Wie viel Bandbreite Sie wirklich brauchen

Die richtige Größe spart dauerhaft — nach oben wie nach unten. Die Werte sind Orientierung, kein Dogma.

  • Streaming, Homeoffice und Alltag für ein bis zwei Personen: mittlere Bandbreiten reichen meist aus.
  • Familien mit parallelem Streaming, Gaming und Videokonferenzen: höhere Bandbreiten vermeiden Engpässe zur Hauptzeit.
  • Upload nicht vergessen: Videocalls und Cloud-Backups hängen an der Gegenrichtung — DSL, Kabel und Glasfaser unterscheiden sich hier deutlich.
  • Router mitdenken: Miete, Kauf und Routerfreiheit verändern die Gesamtrechnung über die Laufzeit.

Vorsicht

Die klassischen Fehler beim DSL-Wechsel

  • Selbst kündigen und dann erst den neuen Vertrag suchen: Der koordinierte Wechsel läuft über den neuen Anbieter — wer vorab kündigt, riskiert eine Lücke ohne Anschluss.
  • Die Rufnummernmitnahme vergessen oder zu spät beantragen: Sie gehört in den Wechselauftrag.
  • Nur den Aktionspreis der ersten Monate rechnen: Maßgeblich sind die Gesamtkosten über die Laufzeit samt Einmalkosten.
  • Bandbreite nach Werbung statt nach Bedarf wählen: Zu groß kostet dauerhaft, zu klein nervt täglich.
  • Beim Umzug vorschnell kündigen: Für den Umzugsfall gelten eigene Regeln — mitnehmen oder mit gesetzlicher Frist beenden; die Umzugsseite erklärt den Weg.

Kurz beantwortet

Häufige Fragen

Wie lange bin ich beim Wechsel offline?

Höchstens einen Werktag — so schreibt es das Telekommunikationsgesetz vor. In der Praxis schalten die Anbieter den Anschluss oft am selben Tag um. Bis der Wechsel vollzogen ist, muss der alte Anbieter weiterversorgen; Sie fallen nicht ins Loch.

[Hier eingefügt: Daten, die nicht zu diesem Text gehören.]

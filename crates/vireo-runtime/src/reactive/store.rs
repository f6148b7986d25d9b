#![forbid(unsafe_code)]

//! State cells: the mutable leaves of a component's graph.
//!
//! A component declares its initial state as a [`StateMap`]. Mounting turns
//! every entry into a [`StateCell<T>`] owned by the component's context.
//!
//! # Invariants
//!
//! 1. Reading inside a computation records it as a dependent, once, at the
//!    position of its first read.
//! 2. Writing never records a dependency.
//! 3. Every write notifies every dependent in registration order, even when
//!    the new value equals the old one.
//!
//! # Failure Modes
//!
//! - **Context dropped**: the cell keeps its value; reads no longer record
//!   dependents and writes no longer propagate.

use std::any::Any;
use std::cell::{Cell, RefCell};
use std::fmt;
use std::rc::{Rc, Weak};

use indexmap::IndexMap;

use super::scope::{CellEntry, ReactiveContext};
use super::tracker::{Dependents, Observed};

/// Shared interior of a [`StateCell<T>`].
pub(crate) struct CellNode<T> {
    name: String,
    value: RefCell<T>,
    dependents: Dependents,
    /// Number of writes so far.
    version: Cell<u64>,
    cx: Weak<ReactiveContext>,
}

impl<T> Observed for CellNode<T> {
    fn dependents(&self) -> &Dependents {
        &self.dependents
    }
}

/// Typed handle to one named state cell.
///
/// Cloning creates a new handle to the **same** cell.
pub struct StateCell<T> {
    node: Rc<CellNode<T>>,
}

impl<T> Clone for StateCell<T> {
    fn clone(&self) -> Self {
        Self {
            node: Rc::clone(&self.node),
        }
    }
}

impl<T: fmt::Debug> fmt::Debug for StateCell<T> {
    fn fmt(&self, f: &mut fmt::Formatter<'_>) -> fmt::Result {
        f.debug_struct("StateCell")
            .field("name", &self.node.name)
            .field("value", &self.node.value.borrow())
            .field("dependents", &self.node.dependents.len())
            .field("version", &self.node.version.get())
            .finish()
    }
}

impl<T: 'static> StateCell<T> {
    pub(crate) fn from_node(node: Rc<CellNode<T>>) -> Self {
        Self { node }
    }

    /// Name this cell was declared under.
    #[must_use]
    pub fn name(&self) -> &str {
        &self.node.name
    }

    /// Access the value by reference, recording the active computation.
    ///
    /// # Panics
    ///
    /// Panics if `f` writes to this same cell (re-entrant borrow).
    pub fn with<R>(&self, f: impl FnOnce(&T) -> R) -> R {
        self.track();
        f(&*self.node.value.borrow())
    }

    /// Replace the value and recompute every dependent, synchronously.
    pub fn set(&self, value: T) {
        *self.node.value.borrow_mut() = value;
        self.notify();
    }

    /// Mutate the value in place, then recompute every dependent.
    pub fn update(&self, f: impl FnOnce(&mut T)) {
        f(&mut self.node.value.borrow_mut());
        self.notify();
    }

    /// Number of writes so far.
    #[must_use]
    pub fn version(&self) -> u64 {
        self.node.version.get()
    }

    /// Number of computations that will be recomputed on the next write.
    #[must_use]
    pub fn dependent_count(&self) -> usize {
        self.node.dependents.len()
    }

    fn track(&self) {
        if let Some(cx) = self.node.cx.upgrade() {
            self.node.dependents.record(&cx.tracker);
        }
    }

    fn notify(&self) {
        self.node.version.set(self.node.version.get() + 1);
        if let Some(cx) = self.node.cx.upgrade() {
            tracing::trace!(
                cell = %self.node.name,
                dependents = self.node.dependents.len(),
                "state written"
            );
            ReactiveContext::notify(&cx, &self.node.dependents);
        }
    }
}

impl<T: Clone + 'static> StateCell<T> {
    /// Current value, recording the active computation as a dependent.
    #[must_use]
    pub fn get(&self) -> T {
        self.with(T::clone)
    }
}

// ---------------------------------------------------------------------------
// StateMap
// ---------------------------------------------------------------------------

/// Turns a typed initial value into a cell once the context exists.
pub(crate) trait CellSeed {
    fn plant(self: Box<Self>, name: String, cx: Weak<ReactiveContext>) -> CellEntry;
}

struct Seed<T>(T);

impl<T: 'static> CellSeed for Seed<T> {
    fn plant(self: Box<Self>, name: String, cx: Weak<ReactiveContext>) -> CellEntry {
        let node = Rc::new(CellNode {
            name,
            value: RefCell::new(self.0),
            dependents: Dependents::new(),
            version: Cell::new(0),
            cx,
        });
        CellEntry {
            observed: Rc::clone(&node) as Rc<dyn Observed>,
            any: node as Rc<dyn Any>,
        }
    }
}

/// Ordered name → initial value mapping a component declares its state with.
///
/// Values may have any `'static` type; each becomes a [`StateCell`] of that
/// type. Declaring a name twice keeps the first position and the last value.
#[derive(Default)]
pub struct StateMap {
    seeds: IndexMap<String, Box<dyn CellSeed>>,
}

impl fmt::Debug for StateMap {
    fn fmt(&self, f: &mut fmt::Formatter<'_>) -> fmt::Result {
        f.debug_list().entries(self.seeds.keys()).finish()
    }
}

impl StateMap {
    #[must_use]
    pub fn new() -> Self {
        Self::default()
    }

    /// Builder form of [`insert`](Self::insert).
    #[must_use]
    pub fn with<T: 'static>(mut self, name: impl Into<String>, initial: T) -> Self {
        self.insert(name, initial);
        self
    }

    /// Declare a cell named `name` holding `initial`.
    pub fn insert<T: 'static>(&mut self, name: impl Into<String>, initial: T) {
        self.seeds.insert(name.into(), Box::new(Seed(initial)));
    }

    #[must_use]
    pub fn contains(&self, name: &str) -> bool {
        self.seeds.contains_key(name)
    }

    #[must_use]
    pub fn len(&self) -> usize {
        self.seeds.len()
    }

    #[must_use]
    pub fn is_empty(&self) -> bool {
        self.seeds.is_empty()
    }

    pub(crate) fn into_seeds(self) -> impl Iterator<Item = (String, Box<dyn CellSeed>)> {
        self.seeds.into_iter()
    }
}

Behalte ich beim Wechsel meine Festnetznummer?

Ja, auf Antrag. Die Mitnahme geben Sie im Bestellprozess des neuen Anbieters an; er klärt die Portierung mit dem alten. Wichtig ist nur, die Nummer nicht vorher durch eine eigene Kündigung ohne Mitnahmewunsch aufzugeben.

Mein Vertrag hat sich verlängert — sitze ich jetzt fest?

Nein. Nach der Mindestlaufzeit verlängerte Verträge sind mit einer Frist von einem Monat kündbar. Sie können also jederzeit vergleichen und wechseln — der neue Anbieter terminiert den Übergang passend zur Monatsfrist.

Was ist, wenn mein Internet dauerhaft langsamer ist als versprochen?

Weicht die tatsächliche Leistung erheblich von der vertraglich zugesagten ab, sieht das Gesetz Minderungs- und Kündigungsrechte vor. Belegen lässt sich das mit dem offiziellen Messverfahren der Bundesnetzagentur. Unabhängig davon lohnt der Blick, was andere Anschlüsse an der Adresse leisten.